*ABOUT THIS EXERCISE:* Some entries follow. Reproduce exactly the lines starting at the one with "let mut response" and stopping after the one with "or malformed input.".

*DATA LISTING:*
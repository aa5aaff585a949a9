//! Request ID middleware for request tracing and correlation.
//!
//! Uses the `x-request-id` header from an upstream proxy when present and
//! otherwise generates a UUID v4. The ID is recorded in the tracing span,
//! tagged on the Sentry scope, and echoed in the response.

use axum::{extract::Request, http::HeaderValue, middleware::Next, response::Response};
use tracing::Span;
use uuid::Uuid;

/// The HTTP header name for request IDs.
pub const REQUEST_ID_HEADER: &str = "x-request-id";

/// Longest inbound request ID we accept before generating our own.
const MAX_REQUEST_ID_LEN: usize = 128;

/// Middleware that ensures every request has a request ID.
pub async fn request_id_middleware(request: Request, next: Next) -> Response {
    let request_id = request
        .headers()
        .get(REQUEST_ID_HEADER)
        .and_then(|h| h.to_str().ok())
        .filter(|id| !id.is_empty() && id.len() <= MAX_REQUEST_ID_LEN)
        .map_or_else(|| Uuid::new_v4().to_string(), String::from);

    Span::current().record("request_id", &request_id);

    sentry::configure_scope(|scope| {
        scope.set_tag("request_id", &request_id);
    });

    let mut response = next.run(request).await;

    if let Ok(value) = HeaderValue::from_str(&request_id) {
        response.headers_mut().insert(REQUEST_ID_HEADER, value);
    }

    response
}
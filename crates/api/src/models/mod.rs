//! Domain models for the API.
//!
//! These types represent validated domain objects separate from database row
//! types. Password hashes never appear here; they are only returned by the
//! dedicated credential lookups in [`crate::db`].

pub mod account;
pub mod operator;
pub mod product;

pub use account::{Account, AccountChanges, NewAccount, RetailerProfile};
pub use operator::Operator;
pub use product::{NewProduct, Product, ProductChanges, WriteScope};
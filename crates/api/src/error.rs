//! Unified error handling with Sentry integration.
//!
//! Every failure leaves the API as `{"status":"error","error":"<message>"}`
//! with a status from a small taxonomy. Server errors are captured to Sentry
//! before responding, and their details are not sent to the client. All route
//! handlers return `Result<T, AppError>`.

use axum::{
    Json,
    extract::rejection::JsonRejection,
    http::StatusCode,
    response::{IntoResponse, Response},
};
use serde_json::json;
use thiserror::Error;

use crate::db::RepositoryError;
use crate::services::{AuthError, CartError, CatalogError};

/// Application-level error type for the API.
#[derive(Debug, Error)]
pub enum AppError {
    /// Missing or malformed input.
    #[error("Validation error: {0}")]
    Validation(String),

    /// A unique key (e.g., email) is already taken.
    #[error("Duplicate key: {0}")]
    DuplicateKey(String),

    /// Credentials are missing or wrong.
    #[error("Unauthorized: {0}")]
    Unauthorized(String),

    /// Authenticated but not allowed.
    #[error("Forbidden: {0}")]
    Forbidden(String),

    /// Resource not found.
    #[error("Not found: {0}")]
    NotFound(String),

    /// Database operation failed.
    #[error("Database error: {0}")]
    Database(#[from] RepositoryError),

    /// Internal server error.
    #[error("Internal error: {0}")]
    Internal(String),
}

impl AppError {
    /// HTTP status for this error.
    #[must_use]
    pub const fn status(&self) -> StatusCode {
        match self {
            Self::Validation(_) | Self::DuplicateKey(_) => StatusCode::BAD_REQUEST,
            Self::Unauthorized(_) => StatusCode::UNAUTHORIZED,
            Self::Forbidden(_) => StatusCode::FORBIDDEN,
            Self::NotFound(_) => StatusCode::NOT_FOUND,
            Self::Database(_) | Self::Internal(_) => StatusCode::INTERNAL_SERVER_ERROR,
        }
    }

    /// Message safe to show to the client.
    #[must_use]
    pub fn public_message(&self) -> String {
        match self {
            Self::Database(_) | Self::Internal(_) => "Internal server error".to_string(),
            Self::Validation(msg)
            | Self::DuplicateKey(msg)
            | Self::Unauthorized(msg)
            | Self::Forbidden(msg)
            | Self::NotFound(msg) => msg.clone(),
        }
    }
}

impl IntoResponse for AppError {
    fn into_response(self) -> Response {
        // Capture server errors to Sentry
        if matches!(self, Self::Database(_) | Self::Internal(_)) {
            let event_id = sentry::capture_error(&self);
            tracing::error!(
                error = %self,
                sentry_event_id = %event_id,
                "Request error"
            );
        }

        let body = json!({
            "status": "error",
            "error": self.public_message(),
        });

        (self.status(), Json(body)).into_response()
    }
}

impl From<AuthError> for AppError {
    fn from(err: AuthError) -> Self {
        match err {
            AuthError::InvalidEmail(e) => Self::Validation(e.to_string()),
            AuthError::Validation(msg) => Self::Validation(msg),
            AuthError::AccountAlreadyExists => {
                Self::DuplicateKey("an account with this email already exists".to_string())
            }
            AuthError::InvalidCredentials => Self::Unauthorized("invalid credentials".to_string()),
            AuthError::MissingCredentials => Self::Unauthorized("missing credentials".to_string()),
            AuthError::InvalidToken => Self::Unauthorized("invalid token".to_string()),
            AuthError::AccountNotFound => Self::Forbidden("account no longer exists".to_string()),
            AuthError::UnknownAccount => Self::NotFound("account not found".to_string()),
            AuthError::ProfileNotFound => {
                Self::NotFound("store profile not found".to_string())
            }
            AuthError::Forbidden(role) => Self::Forbidden(format!("requires {role} role")),
            AuthError::Repository(RepositoryError::NotFound) => {
                Self::NotFound("account not found".to_string())
            }
            AuthError::Repository(e) => Self::Database(e),
            err @ (AuthError::PasswordHash | AuthError::TokenIssue(_)) => {
                Self::Internal(err.to_string())
            }
        }
    }
}

impl From<CartError> for AppError {
    fn from(err: CartError) -> Self {
        match err {
            CartError::ProductNotFound => Self::Validation("not a product".to_string()),
            CartError::AccountNotFound => Self::Forbidden("account no longer exists".to_string()),
            CartError::Repository(e) => Self::Database(e),
        }
    }
}

impl From<CatalogError> for AppError {
    fn from(err: CatalogError) -> Self {
        match err {
            CatalogError::NotFound => Self::NotFound("product not found".to_string()),
            CatalogError::Validation(msg) => Self::Validation(msg),
            CatalogError::Repository(e) => Self::Database(e),
        }
    }
}

impl From<JsonRejection> for AppError {
    fn from(rejection: JsonRejection) -> Self {
        Self::Validation(rejection.body_text())
    }
}

/// Result type alias for `AppError`.
pub type Result<T> = std::result::Result<T, AppError>;

/// Set the Sentry user context for an authenticated account.
pub fn set_sentry_user(account_id: &impl ToString, email: Option<&str>) {
    sentry::configure_scope(|scope| {
        scope.set_user(Some(sentry::User {
            id: Some(account_id.to_string()),
            email: email.map(String::from),
            ..Default::default()
        }));
    });
}

#[cfg(test)]
#[allow(clippy::unwrap_used)]
mod tests {
    use axum::body::to_bytes;
    use serde_json::Value;

    use storekeep_core::Role;

    use super::*;

    fn status_of(err: impl Into<AppError>) -> StatusCode {
        err.into().into_response().status()
    }

    #[test]
    fn test_taxonomy_status_codes() {
        assert_eq!(status_of(AuthError::Validation("x".into())), StatusCode::BAD_REQUEST);
        assert_eq!(status_of(AuthError::AccountAlreadyExists), StatusCode::BAD_REQUEST);
        assert_eq!(status_of(AuthError::MissingCredentials), StatusCode::UNAUTHORIZED);
        assert_eq!(status_of(AuthError::InvalidToken), StatusCode::UNAUTHORIZED);
        assert_eq!(status_of(AuthError::InvalidCredentials), StatusCode::UNAUTHORIZED);
        assert_eq!(status_of(AuthError::AccountNotFound), StatusCode::FORBIDDEN);
        assert_eq!(status_of(AuthError::Forbidden(Role::Retailer)), StatusCode::FORBIDDEN);
        assert_eq!(status_of(AuthError::UnknownAccount), StatusCode::NOT_FOUND);
        assert_eq!(status_of(AuthError::ProfileNotFound), StatusCode::NOT_FOUND);
        assert_eq!(status_of(CartError::ProductNotFound), StatusCode::BAD_REQUEST);
        assert_eq!(status_of(CatalogError::NotFound), StatusCode::NOT_FOUND);
        assert_eq!(
            status_of(AuthError::PasswordHash),
            StatusCode::INTERNAL_SERVER_ERROR
        );
    }

    #[tokio::test]
    async fn test_error_body_shape() {
        let response = AppError::from(CartError::ProductNotFound).into_response();
        let bytes = to_bytes(response.into_body(), usize::MAX).await.unwrap();
        let body: Value = serde_json::from_slice(&bytes).unwrap();

        assert_eq!(body["status"], "error");
        assert_eq!(body["error"], "not a product");
    }

    #[tokio::test]
    async fn test_internal_details_hidden() {
        let err = AppError::Internal("connection string leaked".to_string());
        let response = err.into_response();
        assert_eq!(response.status(), StatusCode::INTERNAL_SERVER_ERROR);

        let bytes = to_bytes(response.into_body(), usize::MAX).await.unwrap();
        let text = String::from_utf8(bytes.to_vec()).unwrap();
        assert!(!text.contains("leaked"));
        assert!(text.contains("Internal server error"));
    }
}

*ANSWER FOR THE TASK:*
    let mut response = next.run(request).await;

    if let Ok(value) = HeaderValue::from_str(&request_id) {
        response.headers_mut().insert(REQUEST_ID_HEADER, value);
    }

    response
}
filename crates/api/src/models/mod.rs
//! Domain models for the API.
//!
//! These types represent validated domain objects separate from database row
//! types. Password hashes never appear here; they are only returned by the
//! dedicated credential lookups in [`crate::db`].

pub mod account;
pub mod operator;
pub mod product;

pub use account::{Account, AccountChanges, NewAccount, RetailerProfile};
pub use operator::Operator;
pub use product::{NewProduct, Product, ProductChanges, WriteScope};
filename crates/api/src/error.rs
//! Unified error handling with Sentry integration.
//!
//! Every failure leaves the API as `{"status":"error","error":"<message>"}`
//! with a status from a small taxonomy. Server errors are captured to Sentry
//! before responding, and their details are not sent to the client. All route
//! handlers return `Result<T, AppError>`.

use axum::{
    Json,
    extract::rejection::JsonRejection,
    http::StatusCode,
    response::{IntoResponse, Response},
};
use serde_json::json;
use thiserror::Error;

use crate::db::RepositoryError;
use crate::services::{AuthError, CartError, CatalogError};

/// Application-level error type for the API.
#[derive(Debug, Error)]
pub enum AppError {
    /// Missing or malformed input.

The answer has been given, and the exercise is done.